Being a woman, having had two children of my own, I’m able to see the logistical improbability of being able to assign two persons inherent rights within the same human body. More often than not the two sets of rights compliment each other - the right to be born and the right of control, to give birth or not. Sometimes they don’t.
Just by saying that much I’m assigning ‘rights’ left and right (pun?) which may or may not exist. Those would be based on my personal beliefs.
I’ve not seen a pro-life argument that addresses the issue of why the interests of one (unborn) human supercedes those of the other one, within the same life. No, we cannot decide to kill someone else just because feel like it, but the law concerns two individuals…people who might have been conceived through a contraceptive barrier and who pass through the uterus without attaching to the mother, and die, are still largely unnoticed. If a pregnancy fails naturally for whatever reason, it ‘wasn’t meant to be’. A stillborn baby, ‘those things happen.’ An unborn child is still a part of ‘one life’, there is no life without the mother; in fact, there is simply no guarantee of life at all until a successful birth.
I take a moderate position on abortion rights (I hear, ‘there is no such thing’…well there is) which means at the time of conception til somewhere before the second trimester it isn’t viable, it’s not a ‘being’ yet, not an individual. (I felt this way about my own - I wasn’t ‘hosting’ anyone, I had a physical condition.) After that, viability becomes an issue with me. Sure that’s a subjective, unsubstantiated call on my part, but it may be shared by the majority in society. Access to abortions are more restricted than one would think; laws are on the books in every state I think. Most third-trimester abortions are those with special considerations, like Trisomy18 or vital defects. Someone who was having a third-trimester abortion ‘just because I changed my mind’ might find it illegal, or may just not find a doctor to perform it. Doctors have personal beliefs, too.

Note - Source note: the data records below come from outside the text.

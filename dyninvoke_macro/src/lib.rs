// Copyright (c) 2023 Jonathan "Razordor" Alan Thomason
use quote::*;

use proc_macro::TokenStream as TokenStream1;
use proc_macro2::TokenStream as TokenStream2;
use syn::{parse::Parser, punctuated::Punctuated, spanned::Spanned, Expr, Token};

mod attr_data;
use attr_data::*;

/// Highest arity `dyninvoke::Signature` is implemented for.
const MAX_PARAMS: usize = 6;

#[proc_macro_attribute]
pub fn bind(args: TokenStream1, input: TokenStream1) -> TokenStream1 {
    let args = TokenStream2::from(args);
    let foreign_mod = match syn::parse2::<syn::ItemForeignMod>(TokenStream2::from(input)) {
        Ok(foreign_mod) => foreign_mod,
        Err(e) => return e.into_compile_error().into(),
    };

    let punct = match Parser::parse2(Punctuated::<Expr, Token!(,)>::parse_terminated, args) {
        Ok(punct) => punct,
        Err(e) => return e.into_compile_error().into(),
    };
    let attr = match AttrData::try_from(punct) {
        Ok(attr) => attr,
        Err(e) => return e.into_compile_error().into(),
    };

    let fn_count = foreign_mod
        .items
        .iter()
        .filter(|item| matches!(item, syn::ForeignItem::Fn(_)))
        .count();
    if let Some((_, span)) = &attr.link_name {
        if fn_count != 1 {
            return syn::Error::new(
                *span,
                "`link_name` in `bind` needs exactly one function; use `#[link_name]` on each function instead",
            )
            .into_compile_error()
            .into();
        }
    }

    let abi = &foreign_mod.abi;
    let mut ret = TokenStream2::new();
    for item in foreign_mod.items {
        match item {
            syn::ForeignItem::Fn(fn_item) => ret.extend(
                parse_fn(abi, fn_item, &attr).unwrap_or_else(syn::Error::into_compile_error),
            ),
            other => ret.extend(quote!(#abi {#other})),
        }
    }
    TokenStream1::from(ret)
}

/// Removes a `#[link_name = "..."]` from `attrs` and returns its value.
fn take_link_name(attrs: &mut Vec<syn::Attribute>) -> syn::Result<Option<String>> {
    let Some(pos) = attrs.iter().position(|a| a.path().is_ident("link_name")) else {
        return Ok(None);
    };
    let attr = attrs.remove(pos);
    match &attr.meta {
        syn::Meta::NameValue(syn::MetaNameValue {
            value:
                Expr::Lit(syn::ExprLit {
                    lit: syn::Lit::Str(val),
                    ..
                }),
            ..
        }) => Ok(Some(val.value())),
        meta => Err(syn::Error::new(
            meta.span(),
            "expected `#[link_name = \"...\"]`",
        )),
    }
}

fn parse_fn(
    abi: &syn::Abi,
    mut fn_item: syn::ForeignItemFn,
    attr: &AttrData,
) -> syn::Result<TokenStream2> {
    if let Some(variadic) = &fn_item.sig.variadic {
        return Err(syn::Error::new(
            variadic.span(),
            "variadic functions are unsupported",
        ));
    }
    if fn_item.sig.inputs.len() > MAX_PARAMS {
        return Err(syn::Error::new(
            fn_item.sig.inputs.span(),
            format!("at most {MAX_PARAMS} parameters are supported"),
        ));
    }

    let link_name = match take_link_name(&mut fn_item.attrs)? {
        Some(name) => name,
        None => match &attr.link_name {
            Some((name, _)) => name.clone(),
            None => fn_item.sig.ident.to_string(),
        },
    };

    let fn_name = &fn_item.sig.ident;
    let vis = &fn_item.vis;
    let output = &fn_item.sig.output;
    let fn_attrs = &fn_item.attrs;
    let library = &attr.library;

    let mut param_list = Vec::new();
    let mut param_ty_list = Vec::new();
    let mut ty_list = Vec::new();
    for (i, arg) in fn_item.sig.inputs.iter().enumerate() {
        match arg {
            syn::FnArg::Typed(pat_type) => {
                let ty = &pat_type.ty;
                let param_name = match pat_type.pat.as_ref() {
                    syn::Pat::Ident(pat_id) => pat_id.ident.clone(),
                    _ => format_ident!("p{}", i),
                };
                param_ty_list.push(quote!(#param_name : #ty));
                param_list.push(param_name);
                ty_list.push(ty);
            }
            syn::FnArg::Receiver(rec) => {
                return Err(syn::Error::new(
                    rec.span(),
                    "`self` arguments are unsupported",
                ));
            }
        }
    }

    // Foreign functions are unsafe to call, so the wrapper is as well. The
    // export is resolved on the first call and cached in `FUNC`.
    Ok(quote! {
        #(#fn_attrs)*
        #[allow(non_snake_case)]
        #[inline]
        #vis unsafe fn #fn_name (#(#param_ty_list),*) #output {
            type FnPtr = unsafe #abi fn (#(#ty_list),*) #output;
            static FUNC: dyninvoke::LazyFn<FnPtr> =
                unsafe { dyninvoke::LazyFn::new(&#library, #link_name) };
            match FUNC.get() {
                Ok(function) => function(#(#param_list),*),
                Err(err) => panic!("{}", err),
            }
        }
    })
}
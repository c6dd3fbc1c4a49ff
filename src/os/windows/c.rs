// Copyright (c) 2023 Jonathan "Razordor" Alan Thomason
// The windows API conventions are kept deliberately, so it's easier to refer to references.
#![allow(clippy::upper_case_acronyms)]
#![allow(non_snake_case)]

use std::ffi;
pub use std::os::windows::raw::HANDLE;

pub type HMODULE = HANDLE;
pub type PCWSTR = *const u16;
pub type PCSTR = *const ffi::c_char;
pub type PWSTR = *mut u16;
pub type BOOL = i32;
pub type DWORD = u32;

pub const FORMAT_MESSAGE_IGNORE_INSERTS: DWORD = 0x00000200;
pub const FORMAT_MESSAGE_FROM_SYSTEM: DWORD = 0x00001000;

extern "system" {
	pub fn LoadLibraryExW(lplibfilename: PCWSTR, hfile: HANDLE, dwflags: DWORD) -> HMODULE;
	pub fn GetModuleHandleExW(dwflags: DWORD, lpmodulename: PCWSTR, phmodule: *mut HMODULE) -> BOOL;
	pub fn GetProcAddress(hmodule: HMODULE, lpprocname: PCSTR) -> *mut ffi::c_void;
	pub fn FreeLibrary(hlibmodule: HMODULE) -> BOOL;
	pub fn GetLastError() -> DWORD;
	pub fn SetLastError(dwerrcode: DWORD);
	pub fn FormatMessageW(
		dwflags: DWORD,
		lpsource: *const ffi::c_void,
		dwmessageid: DWORD,
		dwlanguageid: DWORD,
		lpbuffer: PWSTR,
		nsize: DWORD,
		arguments: *const *const ffi::c_char,
	) -> DWORD;
}
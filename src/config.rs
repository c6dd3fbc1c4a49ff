// Copyright (c) 2023 Jonathan "Razordor" Alan Thomason
use std::env;
use std::path::{Path, PathBuf};

/// Environment variable read by [`Config::from_env`].
pub const LIBRARY_DIR_VAR: &str = "DYNINVOKE_LIBRARY_DIR";

/// Where relative library paths are resolved from.
#[derive(Debug, Clone, Default, PartialEq, Eq)]
pub struct Config {
	base_dir: Option<PathBuf>,
}

impl Config {
	/// No base directory: relative paths go to the platform loader unchanged,
	/// so its own search rules apply.
	#[inline]
	pub const fn new() -> Self {
		Self { base_dir: None }
	}

	/// Reads the base directory from `DYNINVOKE_LIBRARY_DIR`. Unset or empty
	/// means no base directory.
	pub fn from_env() -> Self {
		let base_dir = env::var_os(LIBRARY_DIR_VAR)
			.filter(|dir| !dir.is_empty())
			.map(PathBuf::from);
		Self { base_dir }
	}

	#[must_use]
	pub fn with_base_dir<P: Into<PathBuf>>(mut self, dir: P) -> Self {
		self.base_dir = Some(dir.into());
		self
	}

	#[inline]
	pub fn base_dir(&self) -> Option<&Path> {
		self.base_dir.as_deref()
	}

	/// Absolute paths are returned as they are; relative paths are joined to
	/// the base directory when one is set.
	///
	/// Bare file names with no base directory are left alone. Passing a full
	/// path is the safer choice, since a bare name is subject to the platform
	/// search order.
	pub fn resolve<P: AsRef<Path>>(&self, path: P) -> PathBuf {
		let path = path.as_ref();
		match &self.base_dir {
			Some(base) if path.is_relative() => base.join(path),
			_ => path.to_owned(),
		}
	}
}

/// The platform file name for a library called `stem`: `libstem.so`,
/// `libstem.dylib` or `stem.dll`.
pub fn library_filename(stem: &str) -> String {
	format!("{}{stem}{}", env::consts::DLL_PREFIX, env::consts::DLL_SUFFIX)
}

#[cfg(test)]
mod tests {
	use super::*;

	#[test]
	fn relative_paths_join_the_base_dir() {
		let config = Config::new().with_base_dir("assets");
		assert_eq!(
			config.resolve("Dll_loop.dll"),
			Path::new("assets").join("Dll_loop.dll")
		);
	}

	#[test]
	fn absolute_paths_are_untouched() {
		let absolute = env::temp_dir().join("libloops.so");
		let config = Config::new().with_base_dir("assets");
		assert_eq!(config.resolve(&absolute), absolute);
	}

	#[test]
	fn no_base_dir_passes_names_through() {
		assert_eq!(Config::new().resolve("libm.so.6"), PathBuf::from("libm.so.6"));
		assert_eq!(Config::default().base_dir(), None);
	}

	#[test]
	fn filename_follows_platform_convention() {
		let name = library_filename("fixture");
		assert!(name.contains("fixture"));
		assert!(name.ends_with(env::consts::DLL_SUFFIX));
	}
}
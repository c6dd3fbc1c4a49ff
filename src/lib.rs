// Copyright (c) 2023 Jonathan "Razordor" Alan Thomason
//! Load shared libraries at runtime, call their exports, and unload them again.
//!
//! Two binding modes are provided:
//!
//! * Explicit: a [`Library`] is opened, symbols are resolved from it, and it is
//!   released when done. [`Invoker`] wraps one complete load, resolve, call,
//!   release cycle and measures the call.
//! * Implicit: a [`Binding`] opens its library on first use and keeps it for
//!   the rest of the process. The [`bind`] attribute declares foreign
//!   functions against one.
//!
//! ```no_run
//! use dyninvoke::Library;
//!
//! let lib = Library::open("./libloops.so")?;
//! // long loop1(void);
//! let loop1 = unsafe { lib.symbol("loop1")?.to_fn::<extern "C" fn() -> i64>() };
//! let timed = loop1.call_timed(());
//! println!("loop1 = {} in {:?}", timed.value, timed.elapsed);
//! # Ok::<(), dyninvoke::Error>(())
//! ```
//!
//! # Safety
//!
//! A symbol's signature cannot be checked at runtime. Stating the wrong one,
//! or calling into native code that faults, is undefined behavior and may take
//! the process down; no error value can report it.
//!
//! Loading and unloading the same library concurrently from several threads
//! is the caller's responsibility to serialize. [`PathLocks`] and
//! [`Invoker::invoke_serialized`] do this for callers that need it.
#![allow(clippy::missing_safety_doc)]

mod binding;
mod config;
pub mod error;
mod invoke;
mod library;
mod locks;
mod os;
mod schedule;
mod signature;
mod sym;

pub use binding::{Binding, LazyFn};
pub use config::{library_filename, Config, LIBRARY_DIR_VAR};
#[doc(inline)]
pub use error::{describe_code, Error, ErrorKind};
pub use invoke::{Invocation, Invoker};
pub use library::{outstanding, Library, LibraryState};
pub use locks::{PathGuard, PathLocks};
pub use schedule::Scheduler;
pub use signature::{reinterpret, Func, SafeSignature, Signature};
pub use sym::Symbol;

/// Declares the functions of an `extern` block as lazily bound exports of a [`Binding`].
///
/// Each function becomes an `unsafe fn` that resolves its export on the first
/// call and panics with the error text if that fails.
///
/// ```no_run
/// use dyninvoke::{bind, Binding};
///
/// static LOOPS: Binding = Binding::new(&["./libloops.so"]);
///
/// #[bind(library = LOOPS)]
/// extern "C" {
///     fn loop1() -> i64;
///     #[link_name = "loop_DoublePrecision"]
///     fn loop_double_precision(count: i64, divide: bool, value: f64) -> f64;
/// }
///
/// let n = unsafe { loop1() };
/// ```
pub use dyninvoke_macro::bind;

/// The result of a dyninvoke operation.
pub type Result<T> = std::result::Result<T, Error>;
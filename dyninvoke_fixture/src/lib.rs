//! A small native library for exercising dyninvoke.
//!
//! Exports (C ABI):
//!
//! | name                    | signature                                  |
//! |-------------------------|--------------------------------------------|
//! | `add_two_ints`          | `int (int, int)`                           |
//! | `loop1`                 | `int64_t (void)`, light workload           |
//! | `loop2`                 | `int64_t (void)`, heavy workload           |
//! | `loop_double_precision` | `double (int64_t, bool, double)`           |
//! | `session_counter`       | `int (void)`, calls since the library loaded |

/// Absolute path of the built library. Empty on targets without a fixture.
pub const PATH: &str = env!("DYNINVOKE_FIXTURE_PATH");

/// Copies the library into `dir` under `name` and returns the new path.
///
/// A fresh copy is a distinct file to the loader, so its state is independent
/// of any other loaded copy.
pub fn copy_to(dir: &std::path::Path, name: &str) -> std::io::Result<std::path::PathBuf> {
	let dest = dir.join(name);
	std::fs::copy(PATH, &dest)?;
	Ok(dest)
}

The most alarming thing about the pro-lifers, to me, is that the arguments extend to birth control. Logically they would have to extend to the morning-after pill (definitely) and other forms of contraception that prevent a fertilized egg from implanting. There’s no guarantee there’s one in there, and no one including the mother will ever know, but there could be, and that of course would mean causing the death of a future human. I’ve met people who agree with that, and frankly I’d rather not see them gaining too much control.
So Pro-choice works for me. Sounds corny but I exercised that choice twice over, so can every other pregnant person. JMO. (long, sorry.)